▸ What the task asks: Each line containing the word "ParseResult" must be copied from the material below.

▸ Material supplied:
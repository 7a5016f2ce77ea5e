#![forbid(unsafe_code)]

//! mb-cli: convert flowchart, ER and sequence diagram text to graphs and back.
//!
//! # Commands
//!
//! - `parse`: Text to graph JSON
//! - `emit`: Graph JSON to text with metadata lines
//! - `format`: Parse and emit again, normalizing the text
//! - `layout`: Parse, discard saved positions, lay out and emit
//! - `detect`: Show the detected dialect and how it was chosen
//! - `validate`: Report parse warnings and graph errors

use std::io::{self, Read, Write};
use std::path::Path;
use std::time::Instant;

use anyhow::{Context, Result};
use clap::{Parser, Subcommand};
use mb_core::{Diagram, GraphError, Theme};
use mb_emit::emit_with_theme;
use mb_parser::{ParseResult, detect, parse_with_theme, relayout, summary_json};
use serde::Serialize;
use tracing::{debug, info, warn};

/// Convert Mermaid-like diagram text to graphs and back.
#[derive(Debug, Parser)]
#[command(
    name = "mb-cli",
    version,
    about = "Convert Mermaid-like diagram text to graphs and back",
    long_about = "Parses flowchart, erDiagram and sequenceDiagram text into a positioned graph\n\
        and emits graphs back as text. Positions, styles and edge extras that the\n\
        grammar cannot express travel in `%% layout:`, `%% styles:` and `%% edges:` lines."
)]
struct Cli {
    #[command(subcommand)]
    command: Command,

    /// Enable verbose logging (can be repeated for more detail: -v, -vv, -vvv)
    #[arg(short, long, action = clap::ArgAction::Count, global = true)]
    verbose: u8,

    /// Suppress all output except errors
    #[arg(short, long, global = true)]
    quiet: bool,

    /// Theme preset (default, light, dark) or a JSON/TOML theme file.
    #[arg(long, global = true)]
    theme: Option<String>,
}

#[derive(Debug, Subcommand)]
enum Command {
    /// Parse a diagram and output the graph as JSON.
    Parse {
        /// Input file path, "-" for stdin, or inline diagram text.
        #[arg(default_value = "-")]
        input: String,

        /// Output counts and warnings instead of the full graph
        #[arg(long)]
        summary: bool,

        /// Pretty-print JSON output
        #[arg(long)]
        pretty: bool,
    },

    /// Emit diagram text from graph JSON (a graph or a `parse` result).
    Emit {
        /// Graph JSON file path or "-" for stdin.
        #[arg(default_value = "-")]
        input: String,

        /// Output file (default: stdout)
        #[arg(short, long)]
        output: Option<String>,
    },

    /// Parse and emit again, writing normalized text with metadata.
    Format {
        /// Input file path, "-" for stdin, or inline diagram text.
        #[arg(default_value = "-")]
        input: String,

        /// Output file (default: stdout)
        #[arg(short, long)]
        output: Option<String>,
    },

    /// Ignore saved positions, lay the graph out again and emit it.
    Layout {
        /// Input file path, "-" for stdin, or inline diagram text.
        #[arg(default_value = "-")]
        input: String,

        /// Output file (default: stdout)
        #[arg(short, long)]
        output: Option<String>,
    },

    /// Detect the dialect and show how it was chosen.
    Detect {
        /// Input file path, "-" for stdin, or inline diagram text.
        #[arg(default_value = "-")]
        input: String,

        /// Output as JSON
        #[arg(long)]
        json: bool,
    },

    /// Validate a diagram and report diagnostics.
    Validate {
        /// Input file path, "-" for stdin, or inline diagram text.
        #[arg(default_value = "-")]
        input: String,

        /// Output as JSON (structured diagnostics)
        #[arg(long)]
        json: bool,

        /// Exit with non-zero status on warnings (not just errors)
        #[arg(long)]
        strict: bool,
    },
}

/// Result of detecting the dialect.
#[derive(Debug, Serialize)]
struct DetectResult {
    dialect: String,
    method: String,
    #[serde(skip_serializing_if = "Option::is_none")]
    line: Option<usize>,
    first_line: String,
    warnings: Vec<String>,
}

/// Result of validating a diagram.
#[derive(Debug, Serialize)]
struct ValidateResult {
    valid: bool,
    dialect: String,
    node_count: usize,
    edge_count: usize,
    warnings: Vec<ValidationWarning>,
    errors: Vec<ValidationError>,
}

#[derive(Debug, Serialize)]
struct ValidationWarning {
    code: String,
    message: String,
    line: Option<usize>,
    suggestion: Option<String>,
}

#[derive(Debug, Serialize)]
struct ValidationError {
    code: String,
    message: String,
}

fn main() -> Result<()> {
    let cli = Cli::parse();

    init_tracing(cli.verbose, cli.quiet);
    let theme = load_theme(cli.theme.as_deref())?;

    match cli.command {
        Command::Parse {
            input,
            summary,
            pretty,
        } => cmd_parse(&input, &theme, summary, pretty),

        Command::Emit { input, output } => cmd_emit(&input, &theme, output.as_deref()),

        Command::Format { input, output } => cmd_format(&input, &theme, output.as_deref()),

        Command::Layout { input, output } => cmd_layout(&input, &theme, output.as_deref()),

        Command::Detect { input, json } => cmd_detect(&input, json),

        Command::Validate {
            input,
            json,
            strict,
        } => cmd_validate(&input, &theme, json, strict),
    }
}

fn init_tracing(verbose: u8, quiet: bool) {
    let filter = if quiet {
        "error"
    } else {
        match verbose {
            0 => "warn",
            1 => "info",
            2 => "debug",
            _ => "trace",
        }
    };

    let _ = tracing_subscriber::fmt()
        .with_env_filter(filter)
        .with_writer(io::stderr)
        .without_time()
        .try_init();
}

/// A preset name, or a theme file decoded by its extension.
fn load_theme(theme: Option<&str>) -> Result<Theme> {
    let Some(theme) = theme else {
        return Ok(Theme::default());
    };

    let path = Path::new(theme);
    if !path.is_file() {
        return Theme::preset(theme).context(format!("Not a theme file or preset: {theme}"));
    }

    let text =
        std::fs::read_to_string(path).context(format!("Failed to read theme: {theme}"))?;
    let decoded: Theme = match path.extension().and_then(|extension| extension.to_str()) {
        Some("toml") => {
            toml::from_str(&text).context(format!("Failed to decode TOML theme: {theme}"))?
        }
        _ => Theme::from_json(&text).context(format!("Failed to decode JSON theme: {theme}"))?,
    };
    debug!(path = theme, "loaded theme file");
    Ok(decoded)
}

fn load_input(input: &str) -> Result<String> {
    if input == "-" {
        let mut buffer = String::new();
        io::stdin()
            .read_to_string(&mut buffer)
            .context("Failed to read from stdin")?;
        Ok(buffer)
    } else if Path::new(input).exists() {
        std::fs::read_to_string(input).context(format!("Failed to read file: {input}"))
    } else {
        // Treat as inline diagram text
        Ok(input.to_string())
    }
}

fn write_output(output: Option<&str>, content: &str) -> Result<()> {
    match output {
        Some(path) => {
            std::fs::write(path, content).context(format!("Failed to write to: {path}"))?;
            info!("Wrote output to: {path}");
        }
        None => {
            io::stdout()
                .write_all(content.as_bytes())
                .context("Failed to write to stdout")?;
        }
    }
    Ok(())
}

fn parse_source(source: &str, theme: &Theme) -> ParseResult {
    let started = Instant::now();
    let parsed = parse_with_theme(source, theme);
    for warning in &parsed.warnings {
        warn!("{warning}");
    }
    info!(
        dialect = parsed.diagram.dialect.as_str(),
        nodes = parsed.diagram.nodes.len(),
        edges = parsed.diagram.edges.len(),
        layout = ?parsed.layout,
        elapsed_ms = started.elapsed().as_secs_f64() * 1000.0,
        "parsed input"
    );
    parsed
}

// =============================================================================
// Command: parse
// =============================================================================

fn cmd_parse(input: &str, theme: &Theme, summary: bool, pretty: bool) -> Result<()> {
    let source = load_input(input)?;
    let parsed = parse_source(&source, theme);

    let json = if summary {
        summary_json(&parsed)
    } else if pretty {
        serde_json::to_string_pretty(&parsed)?
    } else {
        serde_json::to_string(&parsed)?
    };
    println!("{json}");
    Ok(())
}

// =============================================================================
// Commands: emit, format, layout
// =============================================================================

fn cmd_emit(input: &str, theme: &Theme, output: Option<&str>) -> Result<()> {
    let source = load_input(input)?;
    let mut document: serde_json::Value =
        serde_json::from_str(&source).context("Input is not JSON")?;
    // `parse` output nests the graph under `diagram`.
    if let Some(diagram) = document.get_mut("diagram") {
        document = diagram.take();
    }
    let diagram: Diagram =
        serde_json::from_value(document).context("Input is not a graph document")?;

    let text = emit_with_theme(&diagram, theme)?;
    write_output(output, &text)
}

fn cmd_format(input: &str, theme: &Theme, output: Option<&str>) -> Result<()> {
    let source = load_input(input)?;
    let parsed = parse_source(&source, theme);
    let text = emit_with_theme(&parsed.diagram, theme)?;
    write_output(output, &text)
}

fn cmd_layout(input: &str, theme: &Theme, output: Option<&str>) -> Result<()> {
    let source = load_input(input)?;
    let mut parsed = parse_source(&source, theme);

    let started = Instant::now();
    let outcome = relayout(&mut parsed.diagram, theme);
    info!(
        outcome = ?outcome,
        elapsed_ms = started.elapsed().as_secs_f64() * 1000.0,
        "laid out diagram"
    );

    let text = emit_with_theme(&parsed.diagram, theme)?;
    write_output(output, &text)
}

▸ Output of the task:
use mb_parser::{ParseResult, detect, parse_with_theme, relayout, summary_json};
fn parse_source(source: &str, theme: &Theme) -> ParseResult {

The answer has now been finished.